● **What is being asked**: Search each line below for the word "clippy" and list those that contain it.

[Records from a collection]
┄┄┄┄┄┄┄┄┄┄┄┄┄┄┄┄┄┄┄┄
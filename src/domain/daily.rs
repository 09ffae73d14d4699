//! Deterministic verse-of-the-day selection.

use chrono::{Datelike, NaiveDate};

use super::{Error, corpus::Corpus, search::VerseHit};

/// Derives the daily seed: `year * 366 + month0 * 31 + day`.
///
/// This is not a day-of-year count; some dates in consecutive years share a
/// seed (31 December and 6 January of the next year, for instance).
#[must_use]
pub fn daily_seed(date: NaiveDate) -> i64 {
    i64::from(date.year()) * 366 + i64::from(date.month0()) * 31 + i64::from(date.day())
}

/// A sine-based pseudo-random sequence.
///
/// Each value is the fractional part of `sin(seed) * 10000`; the seed then
/// increments by one. The sequence is fully determined by its first seed.
#[derive(Debug, Clone)]
pub struct SineRandom {
    seed: i64,
}

impl SineRandom {
    /// Starts a sequence at `seed`.
    #[must_use]
    pub const fn new(seed: i64) -> Self {
        Self { seed }
    }
}

impl Iterator for SineRandom {
    type Item = f64;

    #[allow(clippy::cast_precision_loss)]
    fn next(&mut self) -> Option<f64> {
        let x = (self.seed as f64).sin() * 10_000.0;
        self.seed += 1;
        Some(x - x.floor())
    }
}

/// Picks the verse of the day for `date`.
///
/// The same date always selects the same verse of a given corpus.
///
/// # Errors
///
/// Returns [`Error::NotLoaded`] if the corpus has no verse.
pub fn verse_of_day(corpus: &Corpus, date: NaiveDate) -> Result<VerseHit, Error> {
    let total = corpus.verses().count();
    let Some(last) = total.checked_sub(1) else {
        return Err(Error::NotLoaded("corpus has no verse".to_string()));
    };

    let random = SineRandom::new(daily_seed(date)).next().unwrap_or_default();
    #[allow(
        clippy::cast_possible_truncation,
        clippy::cast_sign_loss,
        clippy::cast_precision_loss
    )]
    let index = ((random * total as f64).floor() as usize).min(last);

    tracing::debug!(%date, index, total, "verse of the day");

    corpus
        .verses()
        .nth(index)
        .map(VerseHit::from)
        .ok_or_else(|| Error::NotLoaded("corpus has no verse".to_string()))
}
┄┄┄┄┄┄┄┄┄┄┄┄┄┄┄┄┄┄┄┄
● **Answer area**:
    #[allow(clippy::cast_precision_loss)]
        clippy::cast_possible_truncation,
        clippy::cast_sign_loss,
        clippy::cast_precision_loss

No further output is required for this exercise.